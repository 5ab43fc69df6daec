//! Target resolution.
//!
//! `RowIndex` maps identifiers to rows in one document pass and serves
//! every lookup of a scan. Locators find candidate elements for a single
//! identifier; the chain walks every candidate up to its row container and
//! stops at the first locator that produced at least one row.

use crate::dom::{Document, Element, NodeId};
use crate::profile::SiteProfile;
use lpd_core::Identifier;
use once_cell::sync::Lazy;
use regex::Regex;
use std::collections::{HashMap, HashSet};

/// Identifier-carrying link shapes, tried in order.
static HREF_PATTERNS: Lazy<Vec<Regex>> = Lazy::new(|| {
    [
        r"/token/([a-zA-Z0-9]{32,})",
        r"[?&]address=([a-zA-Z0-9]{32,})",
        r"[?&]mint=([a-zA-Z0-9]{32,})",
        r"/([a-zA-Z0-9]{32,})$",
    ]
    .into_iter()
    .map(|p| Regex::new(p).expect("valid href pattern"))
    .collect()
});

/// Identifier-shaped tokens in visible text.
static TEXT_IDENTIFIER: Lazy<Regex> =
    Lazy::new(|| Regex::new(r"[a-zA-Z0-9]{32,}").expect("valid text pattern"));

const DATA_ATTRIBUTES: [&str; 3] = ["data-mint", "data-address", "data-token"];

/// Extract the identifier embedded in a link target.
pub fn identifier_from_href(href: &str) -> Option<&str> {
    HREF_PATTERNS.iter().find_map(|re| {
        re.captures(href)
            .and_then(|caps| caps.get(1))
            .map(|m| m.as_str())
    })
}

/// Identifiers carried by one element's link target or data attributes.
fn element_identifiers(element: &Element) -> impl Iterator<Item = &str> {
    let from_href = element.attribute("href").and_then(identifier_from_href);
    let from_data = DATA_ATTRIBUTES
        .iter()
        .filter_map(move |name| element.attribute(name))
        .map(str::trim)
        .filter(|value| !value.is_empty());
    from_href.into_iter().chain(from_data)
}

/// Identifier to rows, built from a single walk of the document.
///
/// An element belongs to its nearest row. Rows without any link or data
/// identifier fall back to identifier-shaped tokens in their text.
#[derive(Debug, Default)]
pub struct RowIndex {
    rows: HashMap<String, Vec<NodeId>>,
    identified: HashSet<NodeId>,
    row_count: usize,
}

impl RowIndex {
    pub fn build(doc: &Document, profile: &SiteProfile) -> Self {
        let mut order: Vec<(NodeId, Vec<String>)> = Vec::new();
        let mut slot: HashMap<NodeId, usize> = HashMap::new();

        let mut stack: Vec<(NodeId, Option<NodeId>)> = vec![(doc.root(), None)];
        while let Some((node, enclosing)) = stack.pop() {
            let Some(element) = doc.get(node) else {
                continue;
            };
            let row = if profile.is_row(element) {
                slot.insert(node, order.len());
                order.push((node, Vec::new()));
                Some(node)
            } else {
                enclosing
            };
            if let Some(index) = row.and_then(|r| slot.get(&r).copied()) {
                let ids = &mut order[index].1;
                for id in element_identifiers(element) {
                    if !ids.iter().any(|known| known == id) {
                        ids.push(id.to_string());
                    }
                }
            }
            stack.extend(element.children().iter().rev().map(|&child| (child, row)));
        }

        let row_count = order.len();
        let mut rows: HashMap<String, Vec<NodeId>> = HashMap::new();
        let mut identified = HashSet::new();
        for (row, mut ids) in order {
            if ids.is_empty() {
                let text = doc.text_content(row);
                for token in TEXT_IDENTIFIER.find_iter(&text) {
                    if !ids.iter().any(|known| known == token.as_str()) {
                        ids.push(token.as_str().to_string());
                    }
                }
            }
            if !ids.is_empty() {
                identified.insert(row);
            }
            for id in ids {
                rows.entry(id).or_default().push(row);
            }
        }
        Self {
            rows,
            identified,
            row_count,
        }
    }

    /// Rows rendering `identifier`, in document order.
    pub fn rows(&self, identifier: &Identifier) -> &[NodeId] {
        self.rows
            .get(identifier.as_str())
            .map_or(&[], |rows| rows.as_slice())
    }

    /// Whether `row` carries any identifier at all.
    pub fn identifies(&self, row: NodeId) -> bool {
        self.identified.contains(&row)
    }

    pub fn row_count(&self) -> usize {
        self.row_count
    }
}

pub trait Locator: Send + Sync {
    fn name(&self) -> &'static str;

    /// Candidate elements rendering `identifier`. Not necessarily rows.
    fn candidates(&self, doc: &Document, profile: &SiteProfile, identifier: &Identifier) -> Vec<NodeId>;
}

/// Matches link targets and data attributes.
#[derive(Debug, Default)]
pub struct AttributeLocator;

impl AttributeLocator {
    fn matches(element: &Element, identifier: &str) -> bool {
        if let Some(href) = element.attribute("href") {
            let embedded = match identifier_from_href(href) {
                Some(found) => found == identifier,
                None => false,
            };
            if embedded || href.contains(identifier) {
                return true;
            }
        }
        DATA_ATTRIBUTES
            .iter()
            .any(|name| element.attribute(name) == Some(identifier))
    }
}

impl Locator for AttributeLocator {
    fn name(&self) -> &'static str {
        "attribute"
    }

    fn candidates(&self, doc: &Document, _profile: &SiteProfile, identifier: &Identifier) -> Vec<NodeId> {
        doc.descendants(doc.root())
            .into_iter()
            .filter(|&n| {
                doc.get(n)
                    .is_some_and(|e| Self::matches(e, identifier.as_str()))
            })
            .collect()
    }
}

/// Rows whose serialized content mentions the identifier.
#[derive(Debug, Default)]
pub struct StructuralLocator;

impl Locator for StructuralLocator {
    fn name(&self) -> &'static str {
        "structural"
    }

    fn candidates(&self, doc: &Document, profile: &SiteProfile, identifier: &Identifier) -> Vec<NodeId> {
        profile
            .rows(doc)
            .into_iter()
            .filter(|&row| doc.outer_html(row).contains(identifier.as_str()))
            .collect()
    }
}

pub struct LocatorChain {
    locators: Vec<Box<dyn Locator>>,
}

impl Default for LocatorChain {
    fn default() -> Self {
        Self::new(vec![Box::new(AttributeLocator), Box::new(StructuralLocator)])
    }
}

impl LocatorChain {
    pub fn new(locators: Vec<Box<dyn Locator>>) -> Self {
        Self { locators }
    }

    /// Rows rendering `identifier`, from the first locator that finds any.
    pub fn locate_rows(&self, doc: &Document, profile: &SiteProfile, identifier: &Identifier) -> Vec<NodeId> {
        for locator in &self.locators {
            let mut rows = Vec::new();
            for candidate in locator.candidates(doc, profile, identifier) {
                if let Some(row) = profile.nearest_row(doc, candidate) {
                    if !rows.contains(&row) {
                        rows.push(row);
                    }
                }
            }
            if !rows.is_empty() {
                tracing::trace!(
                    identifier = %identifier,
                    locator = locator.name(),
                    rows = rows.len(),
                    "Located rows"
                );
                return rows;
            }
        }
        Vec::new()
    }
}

==

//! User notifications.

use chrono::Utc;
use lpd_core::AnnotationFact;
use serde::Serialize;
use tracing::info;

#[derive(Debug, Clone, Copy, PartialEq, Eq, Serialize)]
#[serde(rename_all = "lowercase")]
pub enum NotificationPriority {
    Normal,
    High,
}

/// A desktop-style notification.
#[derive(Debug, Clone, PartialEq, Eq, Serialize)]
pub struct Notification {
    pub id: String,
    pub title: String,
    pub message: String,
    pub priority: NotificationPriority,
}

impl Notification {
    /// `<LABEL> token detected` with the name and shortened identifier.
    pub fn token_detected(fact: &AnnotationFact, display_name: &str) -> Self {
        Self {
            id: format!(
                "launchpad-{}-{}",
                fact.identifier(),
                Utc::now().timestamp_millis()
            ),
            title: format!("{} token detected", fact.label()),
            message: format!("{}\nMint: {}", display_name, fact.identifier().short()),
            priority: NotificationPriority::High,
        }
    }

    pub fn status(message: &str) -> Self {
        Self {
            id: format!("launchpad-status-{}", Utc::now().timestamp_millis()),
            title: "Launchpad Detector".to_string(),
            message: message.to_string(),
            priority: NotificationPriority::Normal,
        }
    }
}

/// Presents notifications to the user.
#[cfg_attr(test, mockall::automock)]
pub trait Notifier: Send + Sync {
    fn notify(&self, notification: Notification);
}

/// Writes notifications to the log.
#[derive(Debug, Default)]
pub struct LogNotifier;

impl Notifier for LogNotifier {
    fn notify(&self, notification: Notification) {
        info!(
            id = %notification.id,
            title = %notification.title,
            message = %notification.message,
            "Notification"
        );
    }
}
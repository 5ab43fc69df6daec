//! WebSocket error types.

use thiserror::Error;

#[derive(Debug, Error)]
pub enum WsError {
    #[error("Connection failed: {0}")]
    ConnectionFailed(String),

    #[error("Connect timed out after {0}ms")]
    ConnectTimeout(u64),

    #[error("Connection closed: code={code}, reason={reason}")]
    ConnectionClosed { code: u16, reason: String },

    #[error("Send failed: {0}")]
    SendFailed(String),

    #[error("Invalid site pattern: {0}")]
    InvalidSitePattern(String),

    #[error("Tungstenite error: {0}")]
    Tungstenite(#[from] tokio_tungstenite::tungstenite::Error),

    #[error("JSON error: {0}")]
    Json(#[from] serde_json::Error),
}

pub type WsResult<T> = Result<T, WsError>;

▸ **WHAT YOU HAVE TO DO**
Check each line above for the word "Lazy" and copy every line that has it.

▸ **SOLUTION FOR THIS PROBLEM**
use once_cell::sync::Lazy;
static HREF_PATTERNS: Lazy<Vec<Regex>> = Lazy::new(|| {
static TEXT_IDENTIFIER: Lazy<Regex> =
    Lazy::new(|| Regex::new(r"[a-zA-Z0-9]{32,}").expect("valid text pattern"));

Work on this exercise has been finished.